Department of Biostatistics, Johns Hopkins School of Public Health, Baltimore, MD 21205, USA.
Stat Methods Med Res. 2009 Dec;18(6):565-75. doi: 10.1177/0962280209351908.
Among the many applications of microarray technology, one of the most popular is the identification of genes that are differentially expressed in two conditions. A common statistical approach is to quantify the interest of each gene with a p-value, adjust these p-values for multiple comparisons, choose an appropriate cut-off, and create a list of candidate genes. This approach has been criticised for ignoring biological knowledge regarding how genes work together. Recently a series of methods, that do incorporate biological knowledge, have been proposed. However, the most popular method, gene set enrichment analysis (GSEA), seems overly complicated. Furthermore, GSEA is based on a statistical test known for its lack of sensitivity. In this article we compare the performance of a simple alternative to GSEA. We find that this simple solution clearly outperforms GSEA. We demonstrate this with eight different microarray datasets.

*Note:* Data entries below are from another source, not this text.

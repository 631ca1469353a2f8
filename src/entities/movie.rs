use sea_orm::entity::prelude::*;

#[derive(Clone, Debug, PartialEq, DeriveEntityModel)]
#[sea_orm(table_name = "movie")]
pub struct Model {
    #[sea_orm(primary_key)]
    pub id: i32,
    #[sea_orm(unique)]
    pub title: String,
    pub year: i32,
    pub description: String,
    pub rating: f64,
    pub ranking: i32,
    pub review: String,
    pub img_url: String,
}

#[derive(Copy, Clone, Debug, EnumIter, DeriveRelation)]
pub enum Relation {}

impl ActiveModelBehavior for ActiveModel {}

在微阵列技术的众多应用中,其中一个最受欢迎的是识别在两种条件下差异表达的基因。一种常见的统计方法是用 p 值量化每个基因的兴趣,对这些 p 值进行多次比较调整,选择一个合适的截止值,并创建候选基因列表。这种方法受到了批评,因为它忽略了关于基因如何协同工作的生物学知识。最近,提出了一系列确实包含生物学知识的方法。然而,最流行的方法,基因集富集分析(GSEA),似乎过于复杂。此外,GSEA 基于一种统计检验,该检验因其缺乏敏感性而受到批评。在本文中,我们比较了 GSEA 的一种简单替代方法的性能。我们发现这个简单的解决方案明显优于 GSEA。我们用八个不同的微阵列数据集证明了这一点。